I was not yet four when San Francisco toppled in an earthquake and burned. Even so young, I heard talk of it.
At eight, I had heard of the terrible fire in New York, of the factory girls, scores of them, leaping from the windows, their clothes aflame, and dying, burned and mangled, on the sidewalk while people watched in horror. My mother had said, "Shhh" to Father when she saw me listening, but he, seeing that my interest was real and not just a child’s curiosity, spoke to me of it later. Though I was still a child, we talked of the ways in which death comes, and how perhaps, not always, but sometimes, a doctor could push death away, could hold it back, or at the very least make it come easily.
By thirteen, by the time I had the sailor dress of which I was so proud, many of those moments were past. San Francisco had been rebuilt. The Triangle Shirtwaist Company fire had brought about new laws to protect factory workers.

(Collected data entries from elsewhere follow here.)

//! On-disk payload storage shared by artifacts and packages.
//!
//! Payloads live under `base_path/{namespace}/{shard}/{shard}/{key}` where the
//! shards are the first two bytes of `md5(namespace/key)`. Whole-body writes
//! go to a temp file that is fsynced and renamed into place; ranged writes
//! append to the final file at a checked offset. Callers that read a
//! committed offset and then append must hold [`BlobStore::lock`] for the key
//! across both steps.

use crate::errors::{ServiceError, ServiceResult};
use bytes::Bytes;
use futures::{Stream, StreamExt, pin_mut};
use sha2::{Digest, Sha256};
use std::{
    collections::HashMap,
    io::{self, ErrorKind, SeekFrom},
    path::{Path, PathBuf},
    sync::{Arc, Mutex, PoisonError},
};
use tokio::{
    fs::{self, File, OpenOptions},
    io::{AsyncReadExt, AsyncSeekExt, AsyncWriteExt},
    sync::{Mutex as AsyncMutex, OwnedMutexGuard},
};
use tracing::debug;
use uuid::Uuid;

const HASH_BUF_SIZE: usize = 64 * 1024;

/// Size and md5 of a completed whole-body write.
#[derive(Debug, Clone, PartialEq, Eq)]
pub struct WriteSummary {
    pub size: i64,
    pub md5: String,
}

type KeyLocks = Arc<Mutex<HashMap<String, Arc<AsyncMutex<()>>>>>;

/// Clones share the same directory and the same per-key locks.
#[derive(Debug, Clone)]
pub struct BlobStore {
    base_path: PathBuf,
    locks: KeyLocks,
}

impl BlobStore {
    pub fn new(base_path: impl Into<PathBuf>) -> Self {
        Self {
            base_path: base_path.into(),
            locks: KeyLocks::default(),
        }
    }

    /// Exclusive access to one payload until the guard is dropped.
    pub async fn lock(&self, namespace: &str, key: &str) -> OwnedMutexGuard<()> {
        let entry = {
            let mut locks = self.locks.lock().unwrap_or_else(PoisonError::into_inner);
            // idle entries are only referenced by the map itself
            locks.retain(|_, m| Arc::strong_count(m) > 1);
            locks
                .entry(format!("{}/{}", namespace, key))
                .or_default()
                .clone()
        };
        entry.lock_owned().await
    }

    pub fn base_path(&self) -> &Path {
        &self.base_path
    }

    fn namespace_root(&self, namespace: &str) -> PathBuf {
        self.base_path.join(namespace)
    }

    fn shards(namespace: &str, key: &str) -> (String, String) {
        let digest = md5::compute(format!("{}/{}", namespace, key));
        (format!("{:02x}", digest[0]), format!("{:02x}", digest[1]))
    }

    /// Physical path of a payload; parent directories may not exist yet.
    pub fn path(&self, namespace: &str, key: &str) -> PathBuf {
        let (shard_a, shard_b) = Self::shards(namespace, key);
        let mut path = self.namespace_root(namespace);
        path.push(shard_a);
        path.push(shard_b);
        path.push(key.replace(':', "_"));
        path
    }

    async fn ensure_parent(path: &Path) -> ServiceResult<PathBuf> {
        let parent = path
            .parent()
            .map(Path::to_path_buf)
            .ok_or_else(|| ServiceError::internal("blob path missing parent directory"))?;
        fs::create_dir_all(&parent).await?;
        Ok(parent)
    }

    /// Stream a whole payload into place, replacing any previous one.
    pub async fn write_stream<S>(
        &self,
        namespace: &str,
        key: &str,
        stream: S,
    ) -> ServiceResult<WriteSummary>
    where
        S: Stream<Item = io::Result<Bytes>> + Send,
    {
        let file_path = self.path(namespace, key);
        let parent = Self::ensure_parent(&file_path).await?;
        let tmp_path = parent.join(format!(".tmp-{}", Uuid::new_v4()));
        let mut file = File::create(&tmp_path).await?;

        let mut size: i64 = 0;
        let mut digest = md5::Context::new();
        pin_mut!(stream);
        while let Some(chunk_res) = stream.next().await {
            let chunk = match chunk_res {
                Ok(chunk) => chunk,
                Err(err) => {
                    let _ = fs::remove_file(&tmp_path).await;
                    return Err(ServiceError::bad_request(format!("reading body: {}", err)));
                }
            };
            size += chunk.len() as i64;
            digest.consume(&chunk);
            if let Err(err) = file.write_all(&chunk).await {
                let _ = fs::remove_file(&tmp_path).await;
                return Err(err.into());
            }
        }
        if let Err(err) = file.flush().await {
            let _ = fs::remove_file(&tmp_path).await;
            return Err(err.into());
        }
        if let Err(err) = file.sync_all().await {
            let _ = fs::remove_file(&tmp_path).await;
            return Err(err.into());
        }

        if let Err(err) = fs::rename(&tmp_path, &file_path).await {
            if err.kind() == ErrorKind::AlreadyExists {
                fs::remove_file(&file_path).await?;
                fs::rename(&tmp_path, &file_path).await?;
            } else {
                let _ = fs::remove_file(&tmp_path).await;
                return Err(err.into());
            }
        }

        Ok(WriteSummary {
            size,
            md5: format!("{:x}", digest.compute()),
        })
    }

    /// Append a chunk at `offset`, which must equal the current length.
    ///
    /// At most `limit` bytes are accepted; a longer body is rolled back and
    /// reported as `invalid-parameter` on `limit_name`. Returns the bytes written.
    pub async fn write_at<S>(
        &self,
        namespace: &str,
        key: &str,
        offset: i64,
        limit: Option<i64>,
        limit_name: &str,
        stream: S,
    ) -> ServiceResult<i64>
    where
        S: Stream<Item = io::Result<Bytes>> + Send,
    {
        let file_path = self.path(namespace, key);
        Self::ensure_parent(&file_path).await?;
        let mut file = OpenOptions::new()
            .create(true)
            .write(true)
            .truncate(false)
            .open(&file_path)
            .await?;

        let current = file.metadata().await?.len() as i64;
        if current != offset {
            return Err(ServiceError::invalid_parameter(
                "offset",
                Some(&offset.to_string()),
                format!("expected offset {}", current),
            ));
        }
        file.seek(SeekFrom::Start(offset as u64)).await?;

        let mut written: i64 = 0;
        let mut failure: Option<ServiceError> = None;
        pin_mut!(stream);
        while let Some(chunk_res) = stream.next().await {
            let chunk = match chunk_res {
                Ok(chunk) => chunk,
                Err(err) => {
                    failure = Some(ServiceError::bad_request(format!("reading body: {}", err)));
                    break;
                }
            };
            if limit.is_some_and(|l| written + chunk.len() as i64 > l) {
                failure = Some(ServiceError::invalid_parameter(
                    limit_name,
                    None,
                    "chunk exceeds the declared length",
                ));
                break;
            }
            if let Err(err) = file.write_all(&chunk).await {
                failure = Some(err.into());
                break;
            }
            written += chunk.len() as i64;
        }

        if let Some(err) = failure {
            file.set_len(offset as u64).await?;
            return Err(err);
        }
        file.flush().await?;
        file.sync_all().await?;
        Ok(written)
    }

    /// Cut a payload back to `len` bytes.
    pub async fn truncate(&self, namespace: &str, key: &str, len: i64) -> ServiceResult<()> {
        let file = OpenOptions::new()
            .write(true)
            .open(self.path(namespace, key))
            .await?;
        file.set_len(len as u64).await?;
        Ok(())
    }

    /// Current length of a payload, `None` when it does not exist.
    pub async fn len(&self, namespace: &str, key: &str) -> ServiceResult<Option<i64>> {
        match fs::metadata(self.path(namespace, key)).await {
            Ok(meta) => Ok(Some(meta.len() as i64)),
            Err(err) if err.kind() == ErrorKind::NotFound => Ok(None),
            Err(err) => Err(err.into()),
        }
    }

    /// Open a payload positioned at `offset`.
    pub async fn open_at(
        &self,
        namespace: &str,
        key: &str,
        offset: i64,
    ) -> ServiceResult<Option<File>> {
        let mut file = match File::open(self.path(namespace, key)).await {
            Ok(file) => file,
            Err(err) if err.kind() == ErrorKind::NotFound => return Ok(None),
            Err(err) => return Err(err.into()),
        };
        if offset > 0 {
            file.seek(SeekFrom::Start(offset as u64)).await?;
        }
        Ok(Some(file))
    }

    pub async fn md5_hex(&self, namespace: &str, key: &str) -> ServiceResult<String> {
        let mut ctx = md5::Context::new();
        self.read_all(namespace, key, |chunk| ctx.consume(chunk)).await?;
        Ok(format!("{:x}", ctx.compute()))
    }

    /// `sha256:<hex>` of a payload.
    pub async fn sha256_digest(&self, namespace: &str, key: &str) -> ServiceResult<String> {
        let mut hasher = Sha256::new();
        self.read_all(namespace, key, |chunk| hasher.update(chunk))
            .await?;
        Ok(format!("sha256:{}", hex::encode(hasher.finalize())))
    }

    async fn read_all(
        &self,
        namespace: &str,
        key: &str,
        mut f: impl FnMut(&[u8]),
    ) -> ServiceResult<()> {
        let mut file = File::open(self.path(namespace, key)).await?;
        let mut buf = vec![0u8; HASH_BUF_SIZE];
        loop {
            let n = file.read(&mut buf).await?;
            if n == 0 {
                break;
            }
            f(&buf[..n]);
        }
        Ok(())
    }

    /// Move a payload from one namespace/key to another.
    pub async fn promote(
        &self,
        from_ns: &str,
        from_key: &str,
        to_ns: &str,
        to_key: &str,
    ) -> ServiceResult<()> {
        let from = self.path(from_ns, from_key);
        let to = self.path(to_ns, to_key);
        Self::ensure_parent(&to).await?;
        fs::rename(&from, &to).await?;
        if let Some(parent) = from.parent() {
            self.prune_empty_dirs(parent, &self.namespace_root(from_ns))
                .await;
        }
        Ok(())
    }

    /// Remove a payload best-effort and prune empty shard directories.
    pub async fn remove(&self, namespace: &str, key: &str) -> ServiceResult<()> {
        let file_path = self.path(namespace, key);
        match fs::remove_file(&file_path).await {
            Ok(_) => debug!("removed blob {}", file_path.display()),
            Err(err) if err.kind() == ErrorKind::NotFound => {
                debug!("blob {} already missing", file_path.display());
            }
            Err(err) => return Err(err.into()),
        }
        if let Some(parent) = file_path.parent() {
            self.prune_empty_dirs(parent, &self.namespace_root(namespace))
                .await;
        }
        Ok(())
    }

    async fn prune_empty_dirs(&self, start: &Path, stop: &Path) {
        let mut current = start.to_path_buf();
        while current.starts_with(stop) && current != stop {
            match fs::remove_dir(&current).await {
                Ok(_) => {
                    if let Some(parent) = current.parent() {
                        current = parent.to_path_buf();
                    } else {
                        break;
                    }
                }
                Err(err) if err.kind() == ErrorKind::NotFound => break,
                Err(err) if err.kind() == ErrorKind::DirectoryNotEmpty => break,
                Err(err) => {
                    debug!("failed to prune directory {}: {}", current.display(), err);
                    break;
                }
            }
        }
    }
}

#[cfg(test)]
mod tests {
    use super::*;
    use crate::services::once_stream;
    use std::time::Duration;

    fn store() -> (tempfile::TempDir, BlobStore) {
        let dir = tempfile::tempdir().unwrap();
        let store = BlobStore::new(dir.path());
        (dir, store)
    }

    #[tokio::test]
    async fn write_stream_reports_size_and_md5() {
        let (_dir, store) = store();
        let summary = store
            .write_stream("artifacts", "a1", once_stream(&b"hello"[..]))
            .await
            .unwrap();
        assert_eq!(summary.size, 5);
        assert_eq!(summary.md5, "5d41402abc4b2a76b9719d911017c592");
        assert_eq!(store.len("artifacts", "a1").await.unwrap(), Some(5));
    }

    #[tokio::test]
    async fn write_at_requires_matching_offset() {
        let (_dir, store) = store();
        store
            .write_at("up", "k", 0, None, "End", once_stream(&b"abc"[..]))
            .await
            .unwrap();
        let err = store
            .write_at("up", "k", 1, None, "End", once_stream(&b"x"[..]))
            .await
            .unwrap_err();
        assert!(matches!(err, ServiceError::InvalidParameter(_)));
        let n = store
            .write_at("up", "k", 3, None, "End", once_stream(&b"def"[..]))
            .await
            .unwrap();
        assert_eq!(n, 3);
        let expected = format!("{:x}", md5::compute("abcdef"));
        assert_eq!(store.md5_hex("up", "k").await.unwrap(), expected);
    }

    #[tokio::test]
    async fn write_at_rolls_back_oversized_chunks() {
        let (_dir, store) = store();
        store
            .write_at("up", "k", 0, None, "End", once_stream(&b"ab"[..]))
            .await
            .unwrap();
        let err = store
            .write_at("up", "k", 2, Some(2), "Upload-Length", once_stream(&b"cde"[..]))
            .await
            .unwrap_err();
        assert!(matches!(err, ServiceError::InvalidParameter(ref p) if p.name == "Upload-Length"));
        assert_eq!(store.len("up", "k").await.unwrap(), Some(2));
    }

    #[tokio::test]
    async fn sha256_digest_format() {
        let (_dir, store) = store();
        store
            .write_stream("blobs", "x", once_stream(&b""[..]))
            .await
            .unwrap();
        assert_eq!(
            store.sha256_digest("blobs", "x").await.unwrap(),
            "sha256:e3b0c44298fc1c149afbf4c8996fb92427ae41e4649b934ca495991b7852b855"
        );
    }

    #[tokio::test]
    async fn promote_moves_and_prunes() {
        let (_dir, store) = store();
        store
            .write_stream("uploads", "d", once_stream(&b"data"[..]))
            .await
            .unwrap();
        let staged_parent = store.path("uploads", "d").parent().unwrap().to_path_buf();
        store.promote("uploads", "d", "blobs", "d").await.unwrap();
        assert_eq!(store.len("uploads", "d").await.unwrap(), None);
        assert_eq!(store.len("blobs", "d").await.unwrap(), Some(4));
        assert!(!staged_parent.exists());
    }

    #[tokio::test]
    async fn lock_is_exclusive_per_key_and_shared_by_clones() {
        let (_dir, blobs) = store();
        let other = blobs.clone();

        let held = blobs.lock("ns", "a").await;
        assert!(
            tokio::time::timeout(Duration::from_millis(20), other.lock("ns", "a"))
                .await
                .is_err()
        );
        // a different key is independent
        let _b = other.lock("ns", "b").await;

        drop(held);
        let _again = tokio::time::timeout(Duration::from_millis(200), other.lock("ns", "a"))
            .await
            .unwrap();
    }

    #[tokio::test]
    async fn open_at_missing_is_none() {
        let (_dir, store) = store();
        assert!(store.open_at("blobs", "nope", 0).await.unwrap().is_none());
    }
}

And on the edge of town, when I was thirteen, stood the stone building called the Asylum. It still stands there today, though newspaper editorials call it the Eyesore in an attempt at wit, and there is talk of tearing it down to make room for a housing development. Its windows are boarded over now, and the grounds are littered with debris. Sometimes, in my growing-up years, when Austin was my beau, we would walk out that way, holding hands. Sometimes I found myself glancing at the ground, wondering if I would spot the gleam and flicker of a cat’s-eye marble dropped by a boy. I wondered, then, as I still do, about the boy who had once given me a kitten and changed my life forever. His name was Jacob Stoltz.
His is the story I mean to write down now.